# how fast do jack dempseys grow?



## fishtycoon11

how fast do they grow and what should my tank setup b?


----------



## Elijah

Well a few years ago I was given a dempsey and convict hybrid juveniles. In a matter of a few months, the dempsey outgrew ever other fish in that tank, and made a snack out of my CAE and 4 inch shark! As per your setup, I would say provide a flowerpot or a stone slate. Maybe some more experienced members can chime in here.


----------



## Flippercon

Jack dempseys grow pretty fast. It really depends on tank foot print,diet and water quality. Small tanks will make them grow slower and deformed. I suggest a 4 foot tank minimum for a jd.


----------



## drksthr

I got 3 for free at 1.5" about a month ago. One has hit 5.5", the other is 4.75" and the other is just 4".

I think they grow fast. LoL


----------



## justin3p0

could u show that dempsey con hybrid?


----------



## Elijah

justin3p0 said:


> could u show that dempsey con hybrid?


I probably didn't make myself clear. 3 or 4 years ago I had a regular Dempsey and a Dempsey/Con hybrid, well I was told, and needless to say I don't have that tank anymore or any of those fish.

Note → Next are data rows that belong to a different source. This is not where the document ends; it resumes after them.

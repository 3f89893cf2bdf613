/// Task business logic
///
/// [`TaskService`] owns every rule that is not plain storage: ownership
/// checks, creation defaults, the status toggle, delete confirmation, and
/// the audit trail. Handlers stay thin; the service talks to storage only
/// through the [`TaskRepository`] port, so all of this logic is tested
/// against an in-memory store.
///
/// # Ownership
///
/// Every operation takes the acting user's id and checks it against the
/// task before doing anything. A task that exists but belongs to someone
/// else is [`TaskError::Forbidden`]; a task that does not exist (or is
/// soft-deleted) is [`TaskError::NotFound`]. Lookups never take the owner
/// from request data.

use std::sync::Arc;

use chrono::{NaiveDate, Utc};
use serde::Serialize;
use uuid::Uuid;

use taskforge_shared::models::task::{NewTask, Task, TaskChanges, TaskPriority, TaskStatus};
use taskforge_shared::query::filter::TaskFilter;
use taskforge_shared::query::page::{Page, PageRequest};
use taskforge_shared::repo::{RepoError, TaskRepository};

use super::audit::{AuditEvent, AuditLog};

/// Error type for task operations
#[derive(Debug, thiserror::Error)]
pub enum TaskError {
    /// No live task with the requested id
    #[error("Task not found")]
    NotFound,

    /// The task exists but belongs to another user
    #[error("You do not have access to this task")]
    Forbidden,

    /// Storage failure
    #[error(transparent)]
    Repo(#[from] RepoError),
}

/// Validated input for creating a task
///
/// Status and priority are optional here; the service applies the
/// pending/medium defaults so they live in exactly one place.
#[derive(Debug, Clone, Default)]
pub struct TaskDraft {
    pub title: String,
    pub description: Option<String>,
    pub status: Option<TaskStatus>,
    pub priority: Option<TaskPriority>,
    pub due_date: Option<NaiveDate>,
}

/// Aggregated counts over a user's live tasks
///
/// `overdue` uses the per-task flag, so cancelled tasks with a past due
/// date are counted. `completion_rate` is a percentage rounded to two
/// decimals, 0 when there are no tasks.
#[derive(Debug, Clone, PartialEq, Serialize)]
pub struct TaskStatistics {
    pub total: i64,
    pub pending: i64,
    pub in_progress: i64,
    pub completed: i64,
    pub cancelled: i64,
    pub overdue: i64,
    pub completion_rate: f64,
}

impl TaskStatistics {
    /// Computes the summary for a set of tasks
    pub fn summarize(tasks: &[Task], today: NaiveDate) -> Self {
        let count = |status: TaskStatus| -> i64 {
            tasks.iter().filter(|t| t.status == status).count() as i64
        };

        let total = tasks.len() as i64;
        let completed = count(TaskStatus::Completed);

        let completion_rate = if total > 0 {
            round2(completed as f64 / total as f64 * 100.0)
        } else {
            0.0
        };

        Self {
            total,
            pending: count(TaskStatus::Pending),
            in_progress: count(TaskStatus::InProgress),
            completed,
            cancelled: count(TaskStatus::Cancelled),
            overdue: tasks.iter().filter(|t| t.is_overdue_on(today)).count() as i64,
            completion_rate,
        }
    }
}

fn round2(value: f64) -> f64 {
    (value * 100.0).round() / 100.0
}

/// Task operations for authenticated users
#[derive(Clone)]
pub struct TaskService {
    repo: Arc<dyn TaskRepository>,
    audit: Arc<dyn AuditLog>,
}

impl TaskService {
    pub fn new(repo: Arc<dyn TaskRepository>, audit: Arc<dyn AuditLog>) -> Self {
        Self { repo, audit }
    }

    /// Lists one page of the user's tasks
    pub async fn list_tasks(
        &self,
        user_id: Uuid,
        filter: &TaskFilter,
        page: PageRequest,
    ) -> Result<Page<Task>, TaskError> {
        Ok(self.repo.paginate_for_user(user_id, filter, page).await?)
    }

    /// Fetches one task, enforcing ownership
    pub async fn get_task(&self, user_id: Uuid, task_id: Uuid) -> Result<Task, TaskError> {
        let task = self
            .repo
            .find_by_id(task_id)
            .await?
            .ok_or(TaskError::NotFound)?;

        if !task.belongs_to(user_id) {
            return Err(TaskError::Forbidden);
        }

        Ok(task)
    }

    /// Creates a task owned by the acting user
    pub async fn create_task(&self, user_id: Uuid, draft: TaskDraft) -> Result<Task, TaskError> {
        let task = self
            .repo
            .create(NewTask {
                user_id,
                title: draft.title,
                description: draft.description,
                status: draft.status.unwrap_or(TaskStatus::Pending),
                priority: draft.priority.unwrap_or(TaskPriority::Medium),
                due_date: draft.due_date,
            })
            .await?;

        self.audit.record(AuditEvent::TaskCreated {
            task_id: task.id,
            user_id,
            title: task.title.clone(),
        });

        Ok(task)
    }

    /// Applies a partial update to the user's task
    ///
    /// An empty change set skips the write and returns the task as-is,
    /// but still leaves an audit record: the client asked for an update
    /// and got one, even if nothing differed.
    pub async fn update_task(
        &self,
        user_id: Uuid,
        task_id: Uuid,
        changes: TaskChanges,
    ) -> Result<Task, TaskError> {
        let existing = self.get_task(user_id, task_id).await?;

        let task = if changes.is_empty() {
            existing
        } else {
            self.repo
                .update(task_id, changes)
                .await?
                .ok_or(TaskError::NotFound)?
        };

        self.audit
            .record(AuditEvent::TaskUpdated { task_id, user_id });

        Ok(task)
    }

    /// Soft-deletes the user's task
    ///
    /// The audit record is only written when a live row was actually
    /// marked, so a concurrent delete does not produce a second entry.
    pub async fn delete_task(&self, user_id: Uuid, task_id: Uuid) -> Result<(), TaskError> {
        self.get_task(user_id, task_id).await?;

        let deleted = self.repo.soft_delete(task_id).await?;
        if deleted {
            self.audit
                .record(AuditEvent::TaskDeleted { task_id, user_id });
        }

        Ok(())
    }

    /// Flips the task between completed and pending
    ///
    /// Completed toggles back to pending; every other status (including
    /// cancelled) toggles to completed.
    pub async fn toggle_task(&self, user_id: Uuid, task_id: Uuid) -> Result<Task, TaskError> {
        let existing = self.get_task(user_id, task_id).await?;
        let previous_status = existing.status;

        let task = self
            .repo
            .set_status(task_id, previous_status.toggled())
            .await?
            .ok_or(TaskError::NotFound)?;

        self.audit.record(AuditEvent::TaskStatusToggled {
            task_id,
            user_id,
            previous_status,
            new_status: task.status,
        });

        Ok(task)
    }

    /// Summarizes the user's live tasks
    pub async fn statistics(&self, user_id: Uuid) -> Result<TaskStatistics, TaskError> {
        let tasks = self
            .repo
            .list_for_user(user_id, &TaskFilter::default())
            .await?;

        Ok(TaskStatistics::summarize(&tasks, Utc::now().date_naive()))
    }
}
/// API route handlers
///
/// Organized by resource:
///
/// - `health`: Health check endpoint
/// - `auth`: Registration, login, logout, current user
/// - `tasks`: Task CRUD and the status toggle

pub mod auth;
pub mod health;
pub mod tasks;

But yea, the Dempsey quickly outgrew any other fish I had. I had a peaceful community 28 gallon bowfront going with a few cory cats, a CAE, a few tiger barbs, and a huge rainbow shark. A friend gave me those cichlids, I didn't know a thing about them. They were fine at first, because they were juvies, my rainbow shark even harrased BOTH of them. But when the Dempsey matured a bit, he made quick work of the other inhabitants.


----------